SHAFAQNA – Backed by U.S. airstrikes, Iraqi forces and Shiite militiamen Sunday broke a nearly three-month siege imposed by Islamic State extremists on the northern town of Amerli, residents said Sunday.
Iraqi news media and human rights activists said that Iraqi soldiers entered the farming town about 100 miles north of Baghdad a day after launching a ground operation aimed at freeing the 15,000 mainly Shiite Turkmen residents, who had been encircled by the Sunni Arab militants since June and were running out of food, water and essential medicines.
“Iraqi forces are now inside Amerli. The people are very happy,” said Rushdie Hussain Ali, an officer with the Iraqi Turkmen Front political organization in the northern city of Kirkuk.
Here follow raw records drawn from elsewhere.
//! Per-metric watermarks: the last forwarded timestamp for each metric id
//!
//! Owned by the relay engine and touched only from its loop. Watermarks
//! never move backwards while the process runs and are not persisted.

use std::collections::HashMap;

#[derive(Debug, Default, Clone)]
pub struct WatermarkStore {
    marks: HashMap<String, i64>,
}

impl WatermarkStore {
    pub fn new() -> Self {
        Self::default()
    }

    /// True if `timestamp` is strictly after the stored watermark (or none is stored)
    pub fn is_new(&self, id: &str, timestamp: i64) -> bool {
        match self.marks.get(id) {
            Some(&mark) => timestamp > mark,
            None => true,
        }
    }

    /// Set the watermark for `id` unconditionally. The relay loop goes
    /// through `try_advance` instead.
    pub fn advance(&mut self, id: &str, timestamp: i64) {
        self.marks.insert(id.to_string(), timestamp);
    }

    /// Check-and-set in one step. Returns true if the watermark moved.
    pub fn try_advance(&mut self, id: &str, timestamp: i64) -> bool {
        if !self.is_new(id, timestamp) {
            return false;
        }
        self.marks.insert(id.to_string(), timestamp);
        true
    }

    pub fn get(&self, id: &str) -> Option<i64> {
        self.marks.get(id).copied()
    }

    pub fn len(&self) -> usize {
        self.marks.len()
    }

    pub fn is_empty(&self) -> bool {
        self.marks.is_empty()
    }
}
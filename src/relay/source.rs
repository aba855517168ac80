//! Source side of the relay: anything that can answer a windowed metric query

use super::error::FetchError;
use super::types::{MetricResult, MetricSpec};
use super::window::FetchWindow;
use async_trait::async_trait;

/// Queries the monitoring backend for a batch of metrics
///
/// Implementations return one `MetricResult` per spec they have an answer
/// for. A spec with no data in the window may be omitted or returned with
/// no samples; neither is an error.
#[async_trait]
pub trait MetricSource: Send + Sync {
    async fn fetch(
        &self,
        window: &FetchWindow,
        specs: &[MetricSpec],
    ) -> Result<Vec<MetricResult>, FetchError>;
}
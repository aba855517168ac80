//! Metrics relay core
//!
//! Polls a metric source on a fixed cadence, keeps a per-metric watermark of
//! the last forwarded timestamp and pushes each genuinely new point to a sink
//! exactly once.
//!
//! ## Module Organization
//!
//! - `types` - MetricSpec, MetricResult, Observation
//! - `config` - TOML + environment configuration
//! - `registry` - validated, ordered metric list
//! - `window` - minute-aligned fetch windows
//! - `watermark` - last forwarded timestamp per metric
//! - `engine` - the poll / dedup / forward loop
//! - `scheduler` - drift-corrected sleep
//! - `source` / `forwarder` - collaborator traits
//! - `inflight` - tracking of dispatched forward calls
//! - `shutdown` - signal handling and bounded drain
//! - `error_handler` - fetch failure policy and backoff
//! - `error` - error types

pub mod config;
pub mod engine;
pub mod error;
pub mod error_handler;
pub mod forwarder;
pub mod inflight;
pub mod registry;
pub mod scheduler;
pub mod shutdown;
pub mod source;
pub mod types;
pub mod watermark;
pub mod window;

// Re-export commonly used types
pub use config::RelayConfig;
pub use engine::{IterationReport, RelayEngine, RelayStats};
pub use error::{ConfigError, FetchError, ForwardError, RelayError};
pub use error_handler::FetchPolicy;
pub use forwarder::Forwarder;
pub use inflight::InflightForwards;
pub use registry::MetricRegistry;
pub use shutdown::{ShutdownCoordinator, ShutdownHandle};
pub use source::MetricSource;
pub use types::{Dimension, MetricResult, MetricSpec, Observation, Sample};
pub use watermark::WatermarkStore;
pub use window::{FetchWindow, WindowPlanner};
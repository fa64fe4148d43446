//! Lead capture form and its modal
//!
//! One request per submit, posted as JSON to the same-origin lead route.
//! `LeadFormState::begin` refuses a second submit while one is in flight.

use leptos::prelude::*;
use leptos::task::spawn_local;

use crate::core::lead::{
    LeadError, LeadFormState, LeadSubmission, PricingPlan, SubmissionOutcome,
};
use crate::ui::common::{BaseModal, FormField, SelectField, StatusMessage};

/// Shared open/closed state of the lead modal plus the plan it was opened for
#[derive(Clone, Copy)]
pub struct LeadModalContext {
    pub is_open: RwSignal<bool>,
    pub plan: RwSignal<Option<PricingPlan>>,
}

impl LeadModalContext {
    pub fn open(&self, plan: Option<PricingPlan>) {
        self.plan.set(plan);
        self.is_open.set(true);
    }

    pub fn close(&self) {
        self.is_open.set(false);
    }
}

pub fn provide_lead_modal_context() -> LeadModalContext {
    let ctx = LeadModalContext {
        is_open: RwSignal::new(false),
        plan: RwSignal::new(None),
    };
    provide_context(ctx);
    ctx
}

pub fn use_lead_modal_context() -> LeadModalContext {
    use_context::<LeadModalContext>().expect("LeadModalContext should be provided")
}

/// POST a submission to the lead route
pub async fn submit_lead(submission: &LeadSubmission) -> SubmissionOutcome {
    let outcome = SubmissionOutcome::from(post_lead(submission).await);
    if let SubmissionOutcome::Failure(reason) = &outcome {
        leptos::logging::warn!("lead submission failed: {}", reason);
    }
    outcome
}

#[cfg(not(feature = "ssr"))]
async fn post_lead(submission: &LeadSubmission) -> Result<(), LeadError> {
    use crate::core::lead::{ErrorResponse, LEAD_API_PATH};
    use gloo_net::http::Request;

    let response = Request::post(LEAD_API_PATH)
        .json(submission)
        .map_err(|e| LeadError::Transport(e.to_string()))?
        .send()
        .await
        .map_err(|e| LeadError::Transport(e.to_string()))?;

    if response.ok() {
        return Ok(());
    }

    let status = response.status();
    let message = match response.json::<ErrorResponse>().await {
        Ok(body) => body.error.message,
        Err(_) => response.status_text(),
    };
    Err(LeadError::Rejected { status, message })
}

#[cfg(feature = "ssr")]
async fn post_lead(_submission: &LeadSubmission) -> Result<(), LeadError> {
    Err(LeadError::Transport("lead form submits from the browser only".to_string()))
}

/// Email/name/mobile/plan form; the plan select starts at `initial_plan`
#[component]
pub fn LeadForm(
    #[prop(into, default = Signal::from(None))]
    initial_plan: Signal<Option<PricingPlan>>,
    /// Prefix for the field ids, unique per form on the page
    id_prefix: &'static str,
    /// Label on the submit button
    #[prop(default = "Request a demo")]
    submit_label: &'static str,
    /// When this turns true again (modal reopened) the old status is cleared
    #[prop(optional)]
    active: Option<Signal<bool>>,
) -> impl IntoView {
    let email = RwSignal::new(String::new());
    let name = RwSignal::new(String::new());
    let mobile = RwSignal::new(String::new());
    let plan = RwSignal::new(String::new());
    let state = RwSignal::new(LeadFormState::default());

    // Follow the plan the modal was opened for
    Effect::new(move |_| {
        plan.set(
            initial_plan
                .get()
                .map(|p| p.to_string())
                .unwrap_or_default(),
        );
    });

    if let Some(active) = active {
        Effect::new(move |_| {
            if active.get() {
                state.update(|s| s.clear_status());
            }
        });
    }

    let is_submitting = Signal::derive(move || state.with(|s| s.is_submitting()));
    let status = Signal::derive(move || state.with(|s| s.status()));

    let plan_options = std::iter::once((String::new(), "Not sure yet".to_string()))
        .chain(
            PricingPlan::ALL
                .iter()
                .map(|p| (p.to_string(), p.display_name().to_string())),
        )
        .collect::<Vec<_>>();

    let on_submit = move |ev: leptos::ev::SubmitEvent| {
        ev.prevent_default();

        if !state.try_update(|s| s.begin()).unwrap_or(false) {
            return;
        }

        let submission = LeadSubmission::new(email.get_untracked())
            .name(name.get_untracked())
            .mobile(mobile.get_untracked())
            .plan(plan.with_untracked(|p| PricingPlan::from_str(p)));

        spawn_local(async move {
            let outcome = submit_lead(&submission).await;
            if outcome == SubmissionOutcome::Success {
                email.set(String::new());
                name.set(String::new());
                mobile.set(String::new());
            }
            state.try_update(|s| s.finish(&outcome));
        });
    };

    view! {
        <form class="space-y-4" on:submit=on_submit>
            <FormField
                label="Work email"
                name="userEmail"
                id_prefix=id_prefix
                input_type="email"
                placeholder="you@company.com"
                autocomplete="email"
                required=true
                value=email.into()
                on_input=Callback::new(move |v| email.set(v))
                disabled=is_submitting
            />
            <FormField
                label="Name"
                name="name"
                id_prefix=id_prefix
                placeholder="Jane Doe"
                autocomplete="name"
                value=name.into()
                on_input=Callback::new(move |v| name.set(v))
                disabled=is_submitting
            />
            <FormField
                label="Mobile"
                name="mobile"
                id_prefix=id_prefix
                input_type="tel"
                placeholder="+1 555 0100"
                autocomplete="tel"
                value=mobile.into()
                on_input=Callback::new(move |v| mobile.set(v))
                disabled=is_submitting
            />
            <SelectField
                label="Plan"
                name="plan"
                id_prefix=id_prefix
                value=plan.into()
                on_change=Callback::new(move |v| plan.set(v))
                options=plan_options
                disabled=is_submitting
            />

            <button
                type="submit"
                class="btn-primary w-full"
                disabled=move || is_submitting.get()
            >
                {move || if is_submitting.get() { "Sending..." } else { submit_label }}
            </button>

            <StatusMessage status=status />
        </form>
    }
}

/// Lead form in a modal, driven by `LeadModalContext`
#[component]
pub fn LeadCaptureModal() -> impl IntoView {
    let ctx = use_lead_modal_context();

    let title = Signal::derive(move || match ctx.plan.get() {
        Some(plan) => format!("Get started with {}", plan.display_name()),
        None => "Talk to our team".to_string(),
    });

    view! {
        <BaseModal
            title=title
            subtitle="Leave your details and we'll reach out."
            is_open=ctx.is_open.into()
            on_close=Callback::new(move |_| ctx.close())
        >
            <LeadForm id_prefix="modal" initial_plan=ctx.plan active=ctx.is_open.into() />
        </BaseModal>
    }
}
Fighting was still going on in nearby villages where the Islamic State fighters have been holed up for weeks, threatening Amerli, residents said. Iraqi forces were reportedly coming under fire from snipers posted in the village of Suleiman Beg, just outside Amerli.
The Pentagon said late Saturday that it had carried out airstrikes in the area and dropped humanitarian aid by plane into Amerli, where the water and electricity had been cut off and residents had resorted to drinking untreated water.
The operation came after days of mounting pressure for the U.S. military to help the beleaguered town, which the United Nations warned faced a “massacre” by the Sunni militants who view Shiites as apostates.
Pentagon officials said the humanitarian airdrop was conducted jointly with Australia, France and the United Kingdom, and that U.S. warplanes “conducted coordinated airstrikes against nearby [Islamic State] terrorists in order to support this humanitarian assistance operation.”